_Task to complete_
The required result is each line of the entries below containing the string "description".

_Material to process_
________________________

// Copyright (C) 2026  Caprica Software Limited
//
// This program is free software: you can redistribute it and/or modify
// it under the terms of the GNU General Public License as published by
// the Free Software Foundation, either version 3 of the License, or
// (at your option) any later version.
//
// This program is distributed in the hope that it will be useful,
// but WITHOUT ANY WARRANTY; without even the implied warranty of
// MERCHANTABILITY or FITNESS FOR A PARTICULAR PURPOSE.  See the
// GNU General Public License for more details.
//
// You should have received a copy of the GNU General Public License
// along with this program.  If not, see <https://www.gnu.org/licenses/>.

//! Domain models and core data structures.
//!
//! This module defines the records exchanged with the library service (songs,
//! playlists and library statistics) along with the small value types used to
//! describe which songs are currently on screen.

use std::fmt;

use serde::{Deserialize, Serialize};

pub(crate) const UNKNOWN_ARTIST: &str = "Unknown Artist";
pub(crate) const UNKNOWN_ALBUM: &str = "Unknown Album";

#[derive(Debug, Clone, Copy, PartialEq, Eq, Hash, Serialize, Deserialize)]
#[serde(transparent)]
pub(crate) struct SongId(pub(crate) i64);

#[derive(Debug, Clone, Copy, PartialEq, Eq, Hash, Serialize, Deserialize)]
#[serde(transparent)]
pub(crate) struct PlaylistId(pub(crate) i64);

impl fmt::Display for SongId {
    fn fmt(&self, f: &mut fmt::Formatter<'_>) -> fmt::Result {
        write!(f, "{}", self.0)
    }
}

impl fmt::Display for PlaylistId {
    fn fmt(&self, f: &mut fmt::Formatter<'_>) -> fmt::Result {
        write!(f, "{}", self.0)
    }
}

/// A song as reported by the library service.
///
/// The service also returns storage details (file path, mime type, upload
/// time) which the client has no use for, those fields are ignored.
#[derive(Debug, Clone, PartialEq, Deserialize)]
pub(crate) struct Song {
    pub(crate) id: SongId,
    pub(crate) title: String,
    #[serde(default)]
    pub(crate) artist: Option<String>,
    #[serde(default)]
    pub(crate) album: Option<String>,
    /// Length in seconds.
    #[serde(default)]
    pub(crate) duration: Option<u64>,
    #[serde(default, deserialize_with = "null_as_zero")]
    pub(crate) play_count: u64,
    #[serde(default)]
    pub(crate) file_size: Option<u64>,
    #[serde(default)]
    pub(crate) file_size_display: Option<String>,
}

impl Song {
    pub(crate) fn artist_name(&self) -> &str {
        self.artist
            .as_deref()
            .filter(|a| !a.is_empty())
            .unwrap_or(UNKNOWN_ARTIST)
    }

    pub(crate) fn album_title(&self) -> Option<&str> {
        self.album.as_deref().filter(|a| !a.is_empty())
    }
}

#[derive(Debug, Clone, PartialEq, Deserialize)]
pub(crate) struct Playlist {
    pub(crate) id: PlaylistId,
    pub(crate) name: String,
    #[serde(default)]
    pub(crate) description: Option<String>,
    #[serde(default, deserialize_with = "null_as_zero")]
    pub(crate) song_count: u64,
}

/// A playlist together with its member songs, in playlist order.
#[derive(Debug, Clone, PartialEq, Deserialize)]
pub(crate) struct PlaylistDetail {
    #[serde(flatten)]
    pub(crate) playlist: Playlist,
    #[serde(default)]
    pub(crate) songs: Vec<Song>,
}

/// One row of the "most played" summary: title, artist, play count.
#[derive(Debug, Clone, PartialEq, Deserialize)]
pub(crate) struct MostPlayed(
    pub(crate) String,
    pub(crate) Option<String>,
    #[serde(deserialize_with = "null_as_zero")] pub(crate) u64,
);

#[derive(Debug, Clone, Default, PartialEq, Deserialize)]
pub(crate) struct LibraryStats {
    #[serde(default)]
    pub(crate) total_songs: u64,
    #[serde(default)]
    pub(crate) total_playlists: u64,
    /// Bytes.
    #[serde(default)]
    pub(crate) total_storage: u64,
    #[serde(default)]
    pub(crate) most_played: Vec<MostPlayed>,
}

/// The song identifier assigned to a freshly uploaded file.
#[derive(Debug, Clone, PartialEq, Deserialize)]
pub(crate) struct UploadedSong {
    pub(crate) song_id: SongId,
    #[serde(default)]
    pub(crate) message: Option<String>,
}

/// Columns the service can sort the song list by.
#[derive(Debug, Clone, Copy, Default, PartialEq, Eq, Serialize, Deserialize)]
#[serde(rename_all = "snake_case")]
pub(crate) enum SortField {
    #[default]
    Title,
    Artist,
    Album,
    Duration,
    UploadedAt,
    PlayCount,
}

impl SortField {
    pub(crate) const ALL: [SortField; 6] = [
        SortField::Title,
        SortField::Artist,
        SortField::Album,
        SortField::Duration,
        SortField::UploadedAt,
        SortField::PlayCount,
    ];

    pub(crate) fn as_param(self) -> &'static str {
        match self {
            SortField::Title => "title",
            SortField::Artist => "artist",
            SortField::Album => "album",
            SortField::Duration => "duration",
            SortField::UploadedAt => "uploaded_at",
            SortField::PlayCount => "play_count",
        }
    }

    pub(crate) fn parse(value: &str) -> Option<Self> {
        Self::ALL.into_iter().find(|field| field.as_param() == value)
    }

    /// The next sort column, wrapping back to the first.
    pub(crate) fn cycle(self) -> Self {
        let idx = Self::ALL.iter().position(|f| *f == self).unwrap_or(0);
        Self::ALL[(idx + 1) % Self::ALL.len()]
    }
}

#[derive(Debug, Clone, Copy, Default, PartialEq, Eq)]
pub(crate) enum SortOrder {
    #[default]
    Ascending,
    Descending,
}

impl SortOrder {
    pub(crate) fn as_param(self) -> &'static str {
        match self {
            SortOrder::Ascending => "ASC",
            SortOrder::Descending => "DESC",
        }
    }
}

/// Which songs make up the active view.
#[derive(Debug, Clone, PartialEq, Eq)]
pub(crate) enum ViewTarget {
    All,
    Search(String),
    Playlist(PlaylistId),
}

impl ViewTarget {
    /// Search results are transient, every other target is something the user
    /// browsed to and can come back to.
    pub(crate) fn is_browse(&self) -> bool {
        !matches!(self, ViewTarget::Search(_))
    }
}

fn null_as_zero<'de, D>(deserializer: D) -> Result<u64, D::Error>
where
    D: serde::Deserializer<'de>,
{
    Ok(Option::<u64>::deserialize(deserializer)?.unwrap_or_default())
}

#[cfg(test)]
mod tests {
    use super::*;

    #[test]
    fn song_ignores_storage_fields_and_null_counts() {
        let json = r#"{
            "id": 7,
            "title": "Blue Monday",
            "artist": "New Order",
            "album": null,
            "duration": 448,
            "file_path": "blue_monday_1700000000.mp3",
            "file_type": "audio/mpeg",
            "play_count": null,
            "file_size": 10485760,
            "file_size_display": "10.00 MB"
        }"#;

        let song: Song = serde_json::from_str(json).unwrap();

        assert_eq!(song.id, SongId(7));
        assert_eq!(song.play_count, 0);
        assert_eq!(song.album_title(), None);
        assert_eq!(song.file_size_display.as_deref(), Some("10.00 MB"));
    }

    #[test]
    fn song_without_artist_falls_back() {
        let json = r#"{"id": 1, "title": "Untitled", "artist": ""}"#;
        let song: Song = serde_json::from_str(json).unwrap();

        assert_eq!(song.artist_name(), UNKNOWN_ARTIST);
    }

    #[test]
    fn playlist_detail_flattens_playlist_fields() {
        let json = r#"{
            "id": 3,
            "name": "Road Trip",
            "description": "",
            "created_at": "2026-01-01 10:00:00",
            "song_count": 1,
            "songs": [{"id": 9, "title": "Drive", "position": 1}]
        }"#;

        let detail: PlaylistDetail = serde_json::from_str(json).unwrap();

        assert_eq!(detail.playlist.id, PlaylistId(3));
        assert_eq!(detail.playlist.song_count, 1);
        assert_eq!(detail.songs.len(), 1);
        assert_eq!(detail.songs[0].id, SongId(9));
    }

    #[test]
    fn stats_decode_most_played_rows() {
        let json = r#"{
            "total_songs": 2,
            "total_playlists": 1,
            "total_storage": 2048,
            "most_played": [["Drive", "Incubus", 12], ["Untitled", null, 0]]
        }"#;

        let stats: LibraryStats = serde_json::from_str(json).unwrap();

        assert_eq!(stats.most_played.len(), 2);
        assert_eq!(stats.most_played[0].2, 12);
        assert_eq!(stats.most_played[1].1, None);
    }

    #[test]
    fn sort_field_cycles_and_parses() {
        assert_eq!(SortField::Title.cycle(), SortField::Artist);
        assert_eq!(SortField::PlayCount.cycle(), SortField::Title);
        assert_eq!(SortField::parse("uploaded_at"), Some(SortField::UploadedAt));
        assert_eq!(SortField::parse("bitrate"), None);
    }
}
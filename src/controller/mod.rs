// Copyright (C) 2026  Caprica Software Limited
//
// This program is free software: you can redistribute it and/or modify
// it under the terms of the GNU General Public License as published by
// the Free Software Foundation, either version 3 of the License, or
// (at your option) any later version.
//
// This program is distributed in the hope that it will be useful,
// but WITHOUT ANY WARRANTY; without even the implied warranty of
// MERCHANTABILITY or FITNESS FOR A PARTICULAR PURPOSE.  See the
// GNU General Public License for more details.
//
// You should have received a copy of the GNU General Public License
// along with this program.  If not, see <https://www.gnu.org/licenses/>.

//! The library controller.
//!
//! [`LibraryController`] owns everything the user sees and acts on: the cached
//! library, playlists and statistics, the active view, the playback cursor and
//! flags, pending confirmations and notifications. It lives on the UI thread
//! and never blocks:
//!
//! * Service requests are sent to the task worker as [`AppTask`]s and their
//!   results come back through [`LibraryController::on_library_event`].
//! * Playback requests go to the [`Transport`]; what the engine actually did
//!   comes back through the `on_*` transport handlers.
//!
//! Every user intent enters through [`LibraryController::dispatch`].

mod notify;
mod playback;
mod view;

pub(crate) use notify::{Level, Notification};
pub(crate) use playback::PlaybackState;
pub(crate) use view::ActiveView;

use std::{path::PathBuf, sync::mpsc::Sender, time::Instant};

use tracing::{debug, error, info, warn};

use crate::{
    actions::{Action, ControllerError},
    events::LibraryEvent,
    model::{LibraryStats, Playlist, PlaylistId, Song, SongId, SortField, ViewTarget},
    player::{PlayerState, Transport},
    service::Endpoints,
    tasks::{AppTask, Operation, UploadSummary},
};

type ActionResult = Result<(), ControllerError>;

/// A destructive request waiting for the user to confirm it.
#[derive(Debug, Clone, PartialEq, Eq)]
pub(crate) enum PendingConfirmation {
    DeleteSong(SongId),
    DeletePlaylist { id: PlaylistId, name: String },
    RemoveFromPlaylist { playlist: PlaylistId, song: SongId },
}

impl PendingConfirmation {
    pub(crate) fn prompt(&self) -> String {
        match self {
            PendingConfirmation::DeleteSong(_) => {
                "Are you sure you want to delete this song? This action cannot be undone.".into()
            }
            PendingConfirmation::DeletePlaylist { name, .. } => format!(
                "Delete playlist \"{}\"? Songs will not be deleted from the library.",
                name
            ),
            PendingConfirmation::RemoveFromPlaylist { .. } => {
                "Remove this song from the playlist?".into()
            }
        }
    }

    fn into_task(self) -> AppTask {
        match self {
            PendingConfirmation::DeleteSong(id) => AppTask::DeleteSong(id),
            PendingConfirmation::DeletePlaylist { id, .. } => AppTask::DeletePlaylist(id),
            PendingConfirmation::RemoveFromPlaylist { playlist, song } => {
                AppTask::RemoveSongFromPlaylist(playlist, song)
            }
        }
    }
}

________________________

_Answer section_
    pub(crate) description: Option<String>,
            "description": "",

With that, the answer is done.